Start of Dataset records

use std::sync::Arc;
use std::time::{Duration, SystemTime, UNIX_EPOCH};

use argon2::{
    password_hash::{Error as PasswordHashError, PasswordHash, PasswordVerifier},
    Argon2,
};
use axum::{
    body::Body,
    extract::{FromRequestParts, State},
    http::{header::AUTHORIZATION, request::Parts, Request, StatusCode},
    middleware::Next,
    response::{IntoResponse, Response},
    Json,
};
use base64::{engine::general_purpose::STANDARD as BASE64, Engine as _};
use jsonwebtoken::{decode, encode, Algorithm, DecodingKey, EncodingKey, Header, Validation};
use serde::{Deserialize, Serialize};

use crate::main_lib::AppState;

/// Role required for every mutating settings operation.
pub const ROLE_ADMIN: &str = "admin";

#[derive(Clone)]
pub struct AuthConfig {
    pub password_hash: String,
    pub jwt_secret: Vec<u8>,
    pub access_token_ttl: Duration,
}

pub struct AuthManager {
    password_hash: String,
    encoding_key: EncodingKey,
    decoding_key: DecodingKey,
    validation: Validation,
    token_ttl: Duration,
}

#[derive(Debug)]
pub enum AuthError {
    Unauthorized,
    Forbidden,
    InvalidCredentials,
    NotConfigured,
    Internal(String),
}

#[derive(Serialize)]
struct AuthErrorBody {
    code: u16,
    message: String,
}

#[derive(Debug, Serialize, Deserialize)]
struct Claims {
    sub: String,
    role: String,
    exp: usize,
    iat: usize,
}

/// Identity resolved from the bearer token (or implied in open mode).
#[derive(Debug, Clone)]
pub struct CurrentUser {
    pub subject: String,
    pub role: String,
}

impl CurrentUser {
    pub fn is_admin(&self) -> bool {
        self.role == ROLE_ADMIN
    }
}

#[derive(Deserialize)]
pub struct LoginRequest {
    pub password: String,
}

#[derive(Serialize)]
#[serde(rename_all = "camelCase")]
pub struct LoginResponse {
    pub access_token: String,
    pub token_type: String,
    pub expires_in: u64,
}

#[derive(Serialize)]
#[serde(rename_all = "camelCase")]
pub struct AuthStatusResponse {
    pub requires_password: bool,
}

impl AuthManager {
    pub fn new(config: &AuthConfig) -> anyhow::Result<Self> {
        PasswordHash::new(&config.password_hash)?;
        let encoding_key = EncodingKey::from_secret(&config.jwt_secret);
        let decoding_key = DecodingKey::from_secret(&config.jwt_secret);
        let mut validation = Validation::new(Algorithm::HS256);
        validation.validate_exp = true;
        Ok(Self {
            password_hash: config.password_hash.clone(),
            encoding_key,
            decoding_key,
            validation,
            token_ttl: config.access_token_ttl,
        })
    }

    pub fn verify_password(&self, candidate: &str) -> Result<(), AuthError> {
        let parsed = PasswordHash::new(&self.password_hash).map_err(|e| {
            AuthError::Internal(format!("Invalid password hash configuration: {e}"))
        })?;
        Argon2::default()
            .verify_password(candidate.as_bytes(), &parsed)
            .map_err(|err| match err {
                PasswordHashError::Password => AuthError::InvalidCredentials,
                other => AuthError::Internal(format!("Password verification failed: {other}")),
            })
    }

    pub fn issue_token(&self, subject: &str, role: &str) -> Result<String, AuthError> {
        let now = SystemTime::now()
            .duration_since(UNIX_EPOCH)
            .map_err(|_| AuthError::Internal("System clock is before UNIX_EPOCH".into()))?;
        let exp = now + self.token_ttl;
        let claims = Claims {
            sub: subject.to_string(),
            role: role.to_string(),
            iat: now.as_secs() as usize,
            exp: exp.as_secs() as usize,
        };
        encode(&Header::default(), &claims, &self.encoding_key)
            .map_err(|e| AuthError::Internal(format!("Failed to sign token: {e}")))
    }

    pub fn validate_token(&self, token: &str) -> Result<CurrentUser, AuthError> {
        decode::<Claims>(token, &self.decoding_key, &self.validation)
            .map(|data| CurrentUser {
                subject: data.claims.sub,
                role: data.claims.role,
            })
            .map_err(|err| match err.kind() {
                jsonwebtoken::errors::ErrorKind::ExpiredSignature
                | jsonwebtoken::errors::ErrorKind::InvalidToken
                | jsonwebtoken::errors::ErrorKind::InvalidSignature
                | jsonwebtoken::errors::ErrorKind::MissingRequiredClaim(_) => {
                    AuthError::Unauthorized
                }
                other => AuthError::Internal(format!("Failed to validate token: {other:?}")),
            })
    }

    pub fn expires_in(&self) -> Duration {
        self.token_ttl
    }
}

impl IntoResponse for AuthError {
    fn into_response(self) -> Response {
        let (status, message) = match self {
            AuthError::Unauthorized => (
                StatusCode::UNAUTHORIZED,
                "Authentication required".to_string(),
            ),
            AuthError::Forbidden => (StatusCode::FORBIDDEN, "Admin access required".to_string()),
            AuthError::InvalidCredentials => {
                (StatusCode::UNAUTHORIZED, "Invalid password".to_string())
            }
            AuthError::NotConfigured => (
                StatusCode::NOT_FOUND,
                "Authentication is not configured for this server".to_string(),
            ),
            AuthError::Internal(msg) => (StatusCode::INTERNAL_SERVER_ERROR, msg),
        };
        let body = Json(AuthErrorBody {
            code: status.as_u16(),
            message,
        });
        (status, body).into_response()
    }
}

pub fn decode_secret_key(raw: &str) -> anyhow::Result<Vec<u8>> {
    let trimmed = raw.trim();
    if trimmed.is_empty() {
        anyhow::bail!("JWT secret cannot be empty");
    }
    let decoded = match BASE64.decode(trimmed) {
        Ok(bytes) => bytes,
        Err(_) if trimmed.len() == 32 => trimmed.as_bytes().to_vec(),
        Err(_) => {
            anyhow::bail!("JWT secret must be base64 encoded or a 32-byte ASCII string")
        }
    };

    if decoded.len() != 32 {
        anyhow::bail!("JWT secret must decode to exactly 32 bytes");
    }

    Ok(decoded)
}

pub async fn login(
    State(state): State<Arc<AppState>>,
    Json(payload): Json<LoginRequest>,
) -> Result<Json<LoginResponse>, AuthError> {
    let auth = state.auth.as_ref().ok_or(AuthError::NotConfigured)?.clone();
    auth.verify_password(&payload.password)?;
    let token = auth.issue_token("orgbase-web", ROLE_ADMIN)?;
    Ok(Json(LoginResponse {
        access_token: token,
        token_type: "Bearer".to_string(),
        expires_in: auth.expires_in().as_secs(),
    }))
}

pub async fn auth_status(State(state): State<Arc<AppState>>) -> Json<AuthStatusResponse> {
    Json(AuthStatusResponse {
        requires_password: state.auth.is_some(),
    })
}

/// Attaches the caller's identity to the request when one can be resolved.
///
/// Never rejects on its own: public routes stay reachable with or without a
/// token, and protected routes enforce identity through [`AdminUser`]. When
/// no password hash is configured the server runs in open single-operator
/// mode and every caller is the admin.
pub async fn resolve_identity(
    State(state): State<Arc<AppState>>,
    mut request: Request<Body>,
    next: Next,
) -> Response {
    let identity = match state.auth.as_ref() {
        None => Some(CurrentUser {
            subject: "local".to_string(),
            role: ROLE_ADMIN.to_string(),
        }),
        Some(auth) => {
            bearer_token(&request).and_then(|token| auth.validate_token(token).ok())
        }
    };

    if let Some(user) = identity {
        request.extensions_mut().insert(user);
    }
    next.run(request).await
}

fn bearer_token(request: &Request<Body>) -> Option<&str> {
    let header = request.headers().get(AUTHORIZATION)?.to_str().ok()?;
    let (scheme, token) = header.split_once(' ')?;
    if !scheme.eq_ignore_ascii_case("Bearer") {
        return None;
    }
    let token = token.trim();
    (!token.is_empty()).then_some(token)
}

/// Extractor gating the admin-only routes.
pub struct AdminUser(pub CurrentUser);

impl<S> FromRequestParts<S> for AdminUser
where
    S: Send + Sync,
{
    type Rejection = AuthError;

    async fn from_request_parts(parts: &mut Parts, _state: &S) -> Result<Self, Self::Rejection> {
        let user = parts
            .extensions
            .get::<CurrentUser>()
            .cloned()
            .ok_or(AuthError::Unauthorized)?;
        if !user.is_admin() {
            return Err(AuthError::Forbidden);
        }
        Ok(AdminUser(user))
    }
}
//! Core error types for the orgbase application.
//!
//! This module defines database-agnostic error types. Storage-specific errors
//! (from Diesel, SQLite, etc.) are converted to these types by the storage
//! layer.

use thiserror::Error;

/// Type alias for Result using our Error type.
pub type Result<T> = std::result::Result<T, Error>;

/// Root error type for the application.
#[derive(Error, Debug)]
pub enum Error {
    #[error("Database operation failed: {0}")]
    Database(#[from] DatabaseError),

    #[error("Input validation failed: {0}")]
    Validation(#[from] ValidationError),

    #[error("Asset storage failed: {0}")]
    AssetStore(String),

    #[error("Unexpected error: {0}")]
    Unexpected(String),
}

/// Database-agnostic error type for storage operations.
///
/// This enum uses `String` for all error details, allowing the storage layer
/// to convert storage-specific errors into this format.
#[derive(Error, Debug)]
pub enum DatabaseError {
    /// Failed to establish a database connection.
    #[error("Failed to connect to database: {0}")]
    ConnectionFailed(String),

    /// Failed to create or configure the connection pool.
    #[error("Failed to create database pool: {0}")]
    PoolCreationFailed(String),

    /// A database query failed to execute.
    #[error("Database query failed: {0}")]
    QueryFailed(String),

    /// The requested record was not found.
    #[error("{0}")]
    NotFound(String),

    /// A unique constraint was violated (e.g., duplicate key).
    #[error("Unique constraint violation: {0}")]
    UniqueViolation(String),

    /// A database transaction failed.
    #[error("Transaction failed: {0}")]
    TransactionFailed(String),

    /// Database migration failed.
    #[error("Database migration failed: {0}")]
    MigrationFailed(String),

    /// Internal/unexpected database error.
    #[error("Internal database error: {0}")]
    Internal(String),
}

/// Validation errors for user input.
#[derive(Error, Debug)]
pub enum ValidationError {
    #[error("{0}")]
    InvalidInput(String),

    #[error("Required field '{0}' is missing")]
    MissingField(String),
}

// === From implementations for common error types ===

impl From<std::io::Error> for Error {
    fn from(err: std::io::Error) -> Self {
        Error::AssetStore(err.to_string())
    }
}

impl From<serde_json::Error> for Error {
    fn from(err: serde_json::Error) -> Self {
        Error::Validation(ValidationError::InvalidInput(err.to_string()))
    }
}

impl From<Error> for String {
    fn from(err: Error) -> Self {
        err.to_string()
    }
}
//! SQLite storage implementation for orgbase.
//!
//! This crate provides all database-related functionality using Diesel with
//! SQLite. It implements the repository traits defined in `orgbase-core` and
//! contains:
//! - Database connection pooling and management
//! - Diesel migrations
//! - The company settings repository
//! - Database-specific model types (with Diesel derives)
//!
//! This is the only crate where Diesel dependencies exist; everything above
//! it works against the core traits.

pub mod db;
pub mod errors;
pub mod schema;

// Repository implementations
pub mod settings;

// Re-export database utilities
pub use db::{
    create_pool, get_connection, init, run_migrations, DbConnection, DbPool, WriteHandle,
};

// Re-export storage errors
pub use errors::StorageError;

// Re-export from orgbase-core for convenience
pub use orgbase_core::errors::{DatabaseError, Error, Result};
use std::sync::Arc;

use tracing_subscriber::prelude::*;
use tracing_subscriber::{fmt, EnvFilter};

use orgbase_core::assets::LogoStore;
use orgbase_core::settings::{SettingsService, SettingsServiceTrait};
use orgbase_storage_sqlite::db::{self, write_actor};
use orgbase_storage_sqlite::settings::SettingsRepository;

use crate::{auth::AuthManager, config::Config};

pub struct AppState {
    pub settings_service: Arc<dyn SettingsServiceTrait + Send + Sync>,
    pub auth: Option<Arc<AuthManager>>,
}

pub fn init_tracing() {
    let log_format = std::env::var("OB_LOG_FORMAT").unwrap_or_else(|_| "text".to_string());
    let filter = EnvFilter::try_from_default_env().unwrap_or_else(|_| EnvFilter::new("info"));
    let registry = tracing_subscriber::registry().with(filter);

    if log_format.eq_ignore_ascii_case("json") {
        registry
            .with(fmt::layer().json().with_current_span(false))
            .init();
    } else {
        registry
            .with(fmt::layer().with_target(true).with_line_number(true))
            .init();
    }
}

pub async fn build_state(config: &Config) -> anyhow::Result<Arc<AppState>> {
    db::init(&config.db_path)?;
    tracing::info!("Database path in use: {}", config.db_path);

    let pool = db::create_pool(&config.db_path)?;
    db::run_migrations(&pool)?;
    let writer = write_actor::spawn_writer((*pool).clone());

    let settings_repo = Arc::new(SettingsRepository::new(pool.clone(), writer.clone()));
    let logo_store = LogoStore::new(&config.uploads_dir)?;
    let settings_service: Arc<dyn SettingsServiceTrait + Send + Sync> =
        Arc::new(SettingsService::new(settings_repo, logo_store));

    let auth = config
        .auth
        .as_ref()
        .map(AuthManager::new)
        .transpose()?
        .map(Arc::new);

    Ok(Arc::new(AppState {
        settings_service,
        auth,
    }))
}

End of Dataset records

Task description -
Which lines in the listing hold the word "FromRequestParts"? Copy them out.

Solution for this exercise -
    extract::{FromRequestParts, State},
impl<S> FromRequestParts<S> for AdminUser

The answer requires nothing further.